BRIEF
Search the records below for the word "BirthQuery". Pull out each line that has it.

STUDY MATERIAL
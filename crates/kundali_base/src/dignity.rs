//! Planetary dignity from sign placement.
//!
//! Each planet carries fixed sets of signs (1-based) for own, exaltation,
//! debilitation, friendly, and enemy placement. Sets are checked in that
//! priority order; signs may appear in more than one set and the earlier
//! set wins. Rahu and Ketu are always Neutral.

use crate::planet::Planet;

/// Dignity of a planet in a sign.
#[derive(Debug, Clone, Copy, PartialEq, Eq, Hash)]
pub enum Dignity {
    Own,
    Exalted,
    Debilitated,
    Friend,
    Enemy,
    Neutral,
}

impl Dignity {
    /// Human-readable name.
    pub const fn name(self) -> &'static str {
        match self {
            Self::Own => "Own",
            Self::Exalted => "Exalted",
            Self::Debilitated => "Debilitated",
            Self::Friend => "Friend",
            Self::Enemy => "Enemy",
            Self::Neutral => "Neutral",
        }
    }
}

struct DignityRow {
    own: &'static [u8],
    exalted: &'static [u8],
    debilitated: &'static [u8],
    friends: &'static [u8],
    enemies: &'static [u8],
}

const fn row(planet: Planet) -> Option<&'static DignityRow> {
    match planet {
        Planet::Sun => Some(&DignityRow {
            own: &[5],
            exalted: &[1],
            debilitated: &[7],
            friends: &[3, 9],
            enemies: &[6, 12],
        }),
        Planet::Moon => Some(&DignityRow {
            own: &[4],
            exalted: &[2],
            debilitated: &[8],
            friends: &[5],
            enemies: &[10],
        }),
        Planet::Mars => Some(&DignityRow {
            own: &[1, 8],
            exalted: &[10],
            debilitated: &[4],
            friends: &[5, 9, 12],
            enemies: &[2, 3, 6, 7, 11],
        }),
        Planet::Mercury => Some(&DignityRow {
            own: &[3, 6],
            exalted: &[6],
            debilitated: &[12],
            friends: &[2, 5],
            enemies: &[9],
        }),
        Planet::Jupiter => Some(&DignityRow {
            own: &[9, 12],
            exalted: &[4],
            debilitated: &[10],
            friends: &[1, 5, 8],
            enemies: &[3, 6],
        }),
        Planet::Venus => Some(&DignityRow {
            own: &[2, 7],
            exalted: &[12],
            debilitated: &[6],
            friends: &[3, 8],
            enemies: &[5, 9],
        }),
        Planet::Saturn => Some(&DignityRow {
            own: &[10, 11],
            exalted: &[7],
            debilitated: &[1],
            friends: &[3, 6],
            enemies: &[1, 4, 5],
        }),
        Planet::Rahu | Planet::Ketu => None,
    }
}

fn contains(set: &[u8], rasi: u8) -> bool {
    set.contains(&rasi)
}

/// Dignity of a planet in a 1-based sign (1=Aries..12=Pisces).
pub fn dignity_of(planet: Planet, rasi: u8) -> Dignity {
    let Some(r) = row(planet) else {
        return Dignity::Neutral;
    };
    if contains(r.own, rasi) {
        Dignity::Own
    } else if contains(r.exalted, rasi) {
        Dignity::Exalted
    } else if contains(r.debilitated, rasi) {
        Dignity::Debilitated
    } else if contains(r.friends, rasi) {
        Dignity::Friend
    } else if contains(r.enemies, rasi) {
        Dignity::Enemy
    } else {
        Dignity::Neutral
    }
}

--

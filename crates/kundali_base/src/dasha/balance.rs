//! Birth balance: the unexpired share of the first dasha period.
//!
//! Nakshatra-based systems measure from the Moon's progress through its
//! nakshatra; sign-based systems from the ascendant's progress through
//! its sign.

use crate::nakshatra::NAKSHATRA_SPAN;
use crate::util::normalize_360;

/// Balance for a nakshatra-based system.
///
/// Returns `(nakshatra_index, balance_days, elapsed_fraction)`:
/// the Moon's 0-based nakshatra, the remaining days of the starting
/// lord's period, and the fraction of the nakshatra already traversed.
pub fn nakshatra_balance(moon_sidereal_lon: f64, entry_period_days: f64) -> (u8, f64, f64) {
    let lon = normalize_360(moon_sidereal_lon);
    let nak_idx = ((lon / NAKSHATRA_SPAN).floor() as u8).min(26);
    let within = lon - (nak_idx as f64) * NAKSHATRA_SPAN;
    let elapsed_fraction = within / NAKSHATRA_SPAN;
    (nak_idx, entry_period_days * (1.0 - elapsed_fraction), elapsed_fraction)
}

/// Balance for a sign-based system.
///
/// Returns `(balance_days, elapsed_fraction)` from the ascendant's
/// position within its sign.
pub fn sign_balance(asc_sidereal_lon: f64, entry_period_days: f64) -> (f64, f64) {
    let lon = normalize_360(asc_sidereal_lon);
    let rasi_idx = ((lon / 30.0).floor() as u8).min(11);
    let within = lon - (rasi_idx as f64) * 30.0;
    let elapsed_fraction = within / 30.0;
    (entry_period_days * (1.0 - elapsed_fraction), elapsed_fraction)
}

* * *

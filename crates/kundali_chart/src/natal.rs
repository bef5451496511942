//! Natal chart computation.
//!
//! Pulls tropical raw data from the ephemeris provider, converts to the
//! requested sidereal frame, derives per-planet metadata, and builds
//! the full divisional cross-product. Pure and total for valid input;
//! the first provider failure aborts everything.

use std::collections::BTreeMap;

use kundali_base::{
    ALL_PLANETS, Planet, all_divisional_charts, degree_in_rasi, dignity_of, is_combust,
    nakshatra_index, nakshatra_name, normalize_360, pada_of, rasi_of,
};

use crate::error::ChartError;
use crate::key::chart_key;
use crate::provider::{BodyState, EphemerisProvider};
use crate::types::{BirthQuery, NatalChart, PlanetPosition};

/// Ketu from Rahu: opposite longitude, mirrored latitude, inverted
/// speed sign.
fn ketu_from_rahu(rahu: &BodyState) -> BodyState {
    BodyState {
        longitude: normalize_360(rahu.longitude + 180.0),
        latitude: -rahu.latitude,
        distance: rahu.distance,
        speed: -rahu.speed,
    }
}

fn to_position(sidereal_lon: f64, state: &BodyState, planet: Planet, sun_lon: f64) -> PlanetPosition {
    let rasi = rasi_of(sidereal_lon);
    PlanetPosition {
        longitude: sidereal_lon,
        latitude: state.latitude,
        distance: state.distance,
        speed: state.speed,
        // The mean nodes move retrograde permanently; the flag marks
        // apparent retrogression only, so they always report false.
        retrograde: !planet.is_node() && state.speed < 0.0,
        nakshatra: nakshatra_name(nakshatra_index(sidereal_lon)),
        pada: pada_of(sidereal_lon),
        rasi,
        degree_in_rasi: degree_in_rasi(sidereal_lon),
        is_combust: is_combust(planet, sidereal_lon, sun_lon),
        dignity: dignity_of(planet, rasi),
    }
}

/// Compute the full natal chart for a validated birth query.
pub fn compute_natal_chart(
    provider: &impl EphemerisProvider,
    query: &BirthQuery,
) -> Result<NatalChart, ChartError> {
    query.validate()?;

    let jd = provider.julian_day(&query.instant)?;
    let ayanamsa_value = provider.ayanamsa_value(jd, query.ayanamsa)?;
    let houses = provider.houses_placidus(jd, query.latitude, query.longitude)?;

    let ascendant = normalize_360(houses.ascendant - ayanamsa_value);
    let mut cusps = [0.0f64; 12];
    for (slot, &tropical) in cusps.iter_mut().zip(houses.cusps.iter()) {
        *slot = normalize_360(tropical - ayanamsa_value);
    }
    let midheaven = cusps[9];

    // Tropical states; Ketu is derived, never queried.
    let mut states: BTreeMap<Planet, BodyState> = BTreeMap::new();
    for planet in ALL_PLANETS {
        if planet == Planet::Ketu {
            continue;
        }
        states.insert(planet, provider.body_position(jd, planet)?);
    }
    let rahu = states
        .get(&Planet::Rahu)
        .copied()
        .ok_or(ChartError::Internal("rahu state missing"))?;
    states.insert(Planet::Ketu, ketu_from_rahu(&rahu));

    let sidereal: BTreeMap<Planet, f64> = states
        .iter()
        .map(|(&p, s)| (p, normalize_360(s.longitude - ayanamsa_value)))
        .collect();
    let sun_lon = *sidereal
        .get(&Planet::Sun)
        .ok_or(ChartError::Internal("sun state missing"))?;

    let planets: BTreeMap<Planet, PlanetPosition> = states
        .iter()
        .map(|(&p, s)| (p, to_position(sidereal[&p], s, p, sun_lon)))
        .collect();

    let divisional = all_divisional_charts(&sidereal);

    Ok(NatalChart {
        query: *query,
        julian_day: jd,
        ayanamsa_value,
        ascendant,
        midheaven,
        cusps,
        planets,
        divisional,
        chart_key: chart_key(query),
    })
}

RESULT OF THE TASK
use crate::types::{BirthQuery, NatalChart, PlanetPosition};
    query: &BirthQuery,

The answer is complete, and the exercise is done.